Vote
Can you imagine how empowered our female ancestors felt in 1920?
Finally given the right to vote after fighting before it for so long.
I know the I feeling I get when I vote whether it’s a major or minor election.
The sense of pride and empowerment and yet humbled that my voice , all our voices will be heard and count.
Women were always told they belonged at home , in the kitchen with no voice allowing their husbands to speak for them.
I was lucky enough to get to go to Washington D.C in February 2020 and speak on Capital Hill for Rare Week 2020.
I stayed a few days and visited all the Smithsonian Centers
It was emotional for me to see how many brave women fought for the right to vote. Just think it’s only been 100 years. And for many African American women it’s only been only 35-40 years because even thought the ratification of the 19th Amendment happened in 1920. Not all states allowed blacks to vote.
The 19th Amendment did not eliminate the state laws that operated to keep Black Americans from the polls via poll taxes and literacy tests nor did the 19th Amendment address violence or lynching. Some African-American women will vote with the 19th Amendment. Some are already voting in California, New York and Illinois where state governments have authorized women’s votes. But many Black women faced the beginning of a new movement for voting rights in the summer of 1920, and it’s a struggle they will wage alone because now the organizations that had led the movement for women’s suffrage were then disbanding.

Voting today is happening because of our strong grandmothers great grandmothers and great great grandmothers who stood up to others holding them back
They were jailed , beaten when all because they voiced their opinions all for wanting to be included.
People wanted to silence them because of their own fears. ‘The Night of terror’: The suffragists who were beaten and tortured for seeking the vote.

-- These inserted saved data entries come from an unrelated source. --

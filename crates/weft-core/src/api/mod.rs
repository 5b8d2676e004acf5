//! API - command surface on top of the event log.
//!
//! # Components
//! - **WorkflowApi**: create / delete / parse workflows
//! - **InvocationApi**: invoke workflows and graft tasks into running invocations
//! - **DynamicApi**: turn runtime-produced specs into nested workflows

pub mod dynamic;
pub mod invocation;
pub mod workflow;

pub use self::dynamic::{content_id, DynamicApi};
pub use self::invocation::InvocationApi;
pub use self::workflow::WorkflowApi;

use std::sync::Arc;

use chrono::{DateTime, Utc};

use crate::domain::{Aggregate, Event};
use crate::ports::{Clock, IdGenerator, SystemClock, UlidGenerator};

/// Stamps new events with an id and the current time.
#[derive(Clone)]
pub struct EventFactory {
    clock: Arc<dyn Clock>,
    ids: Arc<dyn IdGenerator>,
}

impl EventFactory {
    pub fn new(clock: Arc<dyn Clock>, ids: Arc<dyn IdGenerator>) -> Self {
        Self { clock, ids }
    }

    pub fn now(&self) -> DateTime<Utc> {
        self.clock.now()
    }

    pub fn ids(&self) -> &dyn IdGenerator {
        self.ids.as_ref()
    }

    pub fn event(&self, event_type: &str, aggregate: Aggregate, data: Vec<u8>) -> Event {
        Event::new(
            self.ids.generate_event_id().to_string(),
            event_type,
            aggregate,
            self.clock.now(),
            data,
        )
    }
}

impl Default for EventFactory {
    fn default() -> Self {
        Self::new(
            Arc::new(SystemClock),
            Arc::new(UlidGenerator::new(SystemClock)),
        )
    }
}
//! Workflow aggregate.
//!
//! | state     | event            | next      |
//! |-----------|------------------|-----------|
//! | Uncreated | WORKFLOW_CREATED | Unknown   |
//! | Unknown   | WORKFLOW_PARSED  | Ready     |
//! | Ready     | WORKFLOW_PARSED  | Ready     |
//! | any       | WORKFLOW_DELETED | Deleted   |
//! | any       | unknown type     | unchanged |
//!
//! A second WORKFLOW_CREATED (two creators raced on the same id) is ignored:
//! the first creation wins, which keeps replay idempotent under duplicates.

use tracing::{debug, warn};

use super::{decode, ensure_same_identity, Aggregator};
use crate::domain::{
    Aggregate, AggregateError, Event, ObjectMetadata, Workflow, WorkflowEvent, WorkflowSpec,
    WorkflowState, WorkflowStatus,
};

#[derive(Debug, Clone, PartialEq, Eq)]
pub struct WorkflowAggregate {
    aggregate: Aggregate,
    workflow: Workflow,
}

impl WorkflowAggregate {
    pub fn state(&self) -> WorkflowState {
        self.workflow.status.status
    }

    pub fn workflow(&self) -> &Workflow {
        &self.workflow
    }

    fn invalid_transition(&self, event: &Event) -> AggregateError {
        AggregateError::InvalidTransition {
            event_type: event.event_type.clone(),
            aggregate: self.aggregate.clone(),
            state: self.state().to_string(),
        }
    }
}

impl Aggregator for WorkflowAggregate {
    fn empty(aggregate: Aggregate) -> Self {
        Self {
            aggregate,
            workflow: Workflow::default(),
        }
    }

    fn aggregate(&self) -> &Aggregate {
        &self.aggregate
    }

    fn apply_event(&mut self, event: &Event) -> Result<(), AggregateError> {
        let Some(kind) = WorkflowEvent::parse(&event.event_type) else {
            warn!(
                aggregate = %self.aggregate,
                event_type = %event.event_type,
                event_id = %event.id,
                "skipping unimplemented event"
            );
            return Ok(());
        };

        match kind {
            WorkflowEvent::Created => {
                let spec: WorkflowSpec = decode(event)?;
                if self.state() != WorkflowState::Uncreated {
                    debug!(aggregate = %self.aggregate, event_id = %event.id, "ignoring duplicate creation");
                    return Ok(());
                }
                self.workflow = Workflow {
                    metadata: ObjectMetadata::new(self.aggregate.id.clone(), event.timestamp),
                    spec,
                    status: WorkflowStatus {
                        status: WorkflowState::Unknown,
                        updated_at: Some(event.timestamp),
                        resolved_tasks: Default::default(),
                    },
                };
            }
            WorkflowEvent::Parsed => {
                let status: WorkflowStatus = decode(event)?;
                match self.state() {
                    WorkflowState::Uncreated => return Err(self.invalid_transition(event)),
                    WorkflowState::Deleted => {
                        debug!(aggregate = %self.aggregate, "ignoring parse of deleted workflow");
                    }
                    WorkflowState::Unknown | WorkflowState::Ready => {
                        self.workflow.status.status = WorkflowState::Ready;
                        self.workflow.status.updated_at = Some(event.timestamp);
                        self.workflow.status.resolved_tasks = status.resolved_tasks;
                    }
                }
            }
            WorkflowEvent::Deleted => {
                self.workflow.status.status = WorkflowState::Deleted;
                self.workflow.status.updated_at = Some(event.timestamp);
            }
        }
        Ok(())
    }

    fn update_state(&mut self, new_state: Self) -> Result<(), AggregateError> {
        ensure_same_identity(&self.aggregate, &new_state.aggregate)?;
        let Workflow {
            metadata,
            spec,
            status,
        } = new_state.workflow;
        self.workflow.metadata = metadata;
        self.workflow.spec = spec;
        self.workflow.status = status;
        Ok(())
    }
}
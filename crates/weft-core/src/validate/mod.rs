//! Validation of workflow and task specs.
//!
//! Nothing reaches the event log without passing these checks. Every issue
//! found is reported, not only the first one.

pub mod dependency;

pub use self::dependency::TaskGraph;

use crate::domain::{TaskSpec, ValidationError, WorkflowSpec, WORKFLOW_API_VERSION};

/// API versions accepted by `validate_workflow_spec`.
pub const SUPPORTED_API_VERSIONS: &[&str] = &[WORKFLOW_API_VERSION];

pub fn is_supported_api_version(version: &str) -> bool {
    SUPPORTED_API_VERSIONS.contains(&version)
}

/// Collects issues for one subject and turns them into a `ValidationError`.
#[derive(Debug)]
struct Report {
    subject: String,
    issues: Vec<String>,
}

impl Report {
    fn new(subject: impl Into<String>) -> Self {
        Self {
            subject: subject.into(),
            issues: Vec::new(),
        }
    }

    fn push(&mut self, issue: impl Into<String>) {
        self.issues.push(issue.into());
    }

    fn finish(self) -> Result<(), ValidationError> {
        if self.issues.is_empty() {
            Ok(())
        } else {
            Err(ValidationError {
                subject: self.subject,
                issues: self.issues,
            })
        }
    }
}

/// Checks a workflow spec.
///
/// - the API version is supported
/// - there is at least one task, and every task is valid on its own
/// - the output task, if set, is one of the tasks
/// - every dependency names another task of the workflow
/// - no task depends on itself, and there are no dependency cycles
pub fn validate_workflow_spec(spec: &WorkflowSpec) -> Result<(), ValidationError> {
    let mut report = Report::new("workflow spec");

    match spec.api_version.as_deref() {
        None | Some("") => report.push("api version is required"),
        Some(version) if !is_supported_api_version(version) => {
            report.push(format!("unsupported api version '{version}'"))
        }
        Some(_) => {}
    }

    if spec.tasks.is_empty() {
        report.push("workflow has no tasks");
    }

    if let Some(output) = spec.output_task.as_deref()
        && !output.is_empty()
        && !spec.tasks.contains_key(output)
    {
        report.push(format!("output task '{output}' does not exist"));
    }

    let mut dangling = false;
    for (name, task) in &spec.tasks {
        if name.is_empty() {
            report.push("task name must not be empty");
        }
        if let Err(err) = validate_task_spec(task) {
            for issue in err.issues {
                report.push(format!("task '{name}': {issue}"));
            }
        }
        for dependency in task.requires.keys() {
            if dependency == name {
                report.push(format!("task '{name}' depends on itself"));
            } else if !spec.tasks.contains_key(dependency) {
                dangling = true;
                report.push(format!(
                    "task '{name}' depends on unknown task '{dependency}'"
                ));
            }
        }
    }

    // self-dependencies are reported above; only look for longer cycles
    // once the graph is closed
    if !dangling {
        let mut graph = TaskGraph::new();
        for (name, task) in &spec.tasks {
            graph.add_node(name);
            for dependency in task.requires.keys().filter(|d| *d != name) {
                graph.add_dependency(name, dependency);
            }
        }
        if let Some(cycle) = graph.detect_cycle() {
            report.push(format!("dependency cycle between tasks {cycle:?}"));
        }
    }

    report.finish()
}

/// Checks a single task spec, independent of any workflow.
///
/// - the function reference is set
/// - dependency and input names are non-empty
pub fn validate_task_spec(spec: &TaskSpec) -> Result<(), ValidationError> {
    let mut report = Report::new("task spec");

    if spec.function_ref.trim().is_empty() {
        report.push("function reference is required");
    }
    if spec.requires.keys().any(String::is_empty) {
        report.push("dependency name must not be empty");
    }
    if spec.inputs.keys().any(String::is_empty) {
        report.push("input name must not be empty");
    }

    report.finish()
}

#[cfg(test)]
mod tests {
    use super::*;
    use crate::domain::DependencyKind;
    use rstest::rstest;

    fn valid() -> WorkflowSpec {
        WorkflowSpec::new()
            .with_output("b")
            .with_task("a", TaskSpec::new("someFn"))
            .with_task(
                "b",
                TaskSpec::new("someFn").with_dependency("a", DependencyKind::Data),
            )
    }

    fn issues(spec: &WorkflowSpec) -> Vec<String> {
        validate_workflow_spec(spec).unwrap_err().issues
    }

    #[test]
    fn valid_spec_passes() {
        assert!(validate_workflow_spec(&valid()).is_ok());
    }

    #[rstest]
    #[case::missing_version(None, "api version is required")]
    #[case::unsupported_version(Some("v0"), "unsupported api version 'v0'")]
    fn api_version_is_checked(#[case] version: Option<&str>, #[case] expected: &str) {
        let mut spec = valid();
        spec.api_version = version.map(str::to_string);
        assert_eq!(issues(&spec), vec![expected.to_string()]);
    }

    #[test]
    fn output_task_must_exist() {
        let spec = valid().with_output("nope");
        assert_eq!(issues(&spec), vec!["output task 'nope' does not exist"]);
    }

    #[test]
    fn dangling_dependency_is_rejected() {
        let spec = valid().with_task(
            "c",
            TaskSpec::new("someFn").with_dependency("ghost", DependencyKind::Data),
        );
        assert_eq!(issues(&spec), vec!["task 'c' depends on unknown task 'ghost'"]);
    }

    #[test]
    fn self_dependency_is_rejected() {
        let spec = valid().with_task(
            "c",
            TaskSpec::new("someFn").with_dependency("c", DependencyKind::Data),
        );
        assert_eq!(issues(&spec), vec!["task 'c' depends on itself"]);
    }

    #[test]
    fn cycles_are_rejected() {
        let spec = WorkflowSpec::new()
            .with_task("a", TaskSpec::new("f").with_dependency("b", DependencyKind::Data))
            .with_task("b", TaskSpec::new("f").with_dependency("a", DependencyKind::Control));
        let found = issues(&spec);
        assert_eq!(found.len(), 1);
        assert!(found[0].starts_with("dependency cycle"));
    }

    #[test]
    fn all_issues_are_reported() {
        let mut spec = WorkflowSpec::new()
            .with_output("nope")
            .with_task("a", TaskSpec::default());
        spec.api_version = None;
        assert_eq!(issues(&spec).len(), 3);
    }

    #[test]
    fn empty_workflow_is_rejected() {
        assert_eq!(issues(&WorkflowSpec::new()), vec!["workflow has no tasks"]);
    }

    #[test]
    fn task_needs_function_ref() {
        let err = validate_task_spec(&TaskSpec::default()).unwrap_err();
        assert_eq!(err.issues, vec!["function reference is required"]);
    }

    #[test]
    fn task_dependency_names_must_not_be_empty() {
        let spec = TaskSpec::new("f").with_dependency("", DependencyKind::DynamicOutput);
        assert!(validate_task_spec(&spec).is_err());
    }
}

The women were clubbed, beaten and tortured by the guards at the Occoquan Workhouse. … The suffragists dubbed their treatment Nov. 14, 1917, as the “Night of Terror,” and it helped galvanize public support of the suffrage movement.
These brave selfless independent women were thinking and fighting for the future generations of women. And so today it is our duty to honor their fight and go and vote for what ever candidate you identify with and their policies.
Personally I don’t care who you vote for. Just vote.
We needed their example and because of the suffragists we women all over this great nation get to vote.
They ( men and many women alike) didn’t think women should be involved in politics.
We women have come a long way and yet still have a long way to go.
No matter if we agree or disagree on whom to vote for the important thing is to vote.
It’s the most and least we can do for our country.
To all these young women who get to vote for the first time today co congratulations and thank you for doing your part.

The male guards at the Northern Virginia prison manacled the party’s co-founder Lucy Burns by her hands to the bars above her cell and forced her to stand all night. Dorothy Day, who would later establish the Catholic Worker houses, had her arm twisted behind her back and was slammed twice over the back of an iron bench.
The guards threw suffragist Dora Lewis into a dark cell and smashed her head against an iron bed, knocking her out. Lewis’s cellmate, Alice Cosu, believing Lewis dead, suffered a heart attack and was denied medical care until the next morning.
The suffragists dubbed their treatment Nov. 14, 1917, as the “Night of Terror,” and it helped galvanize public support of the suffrage movement.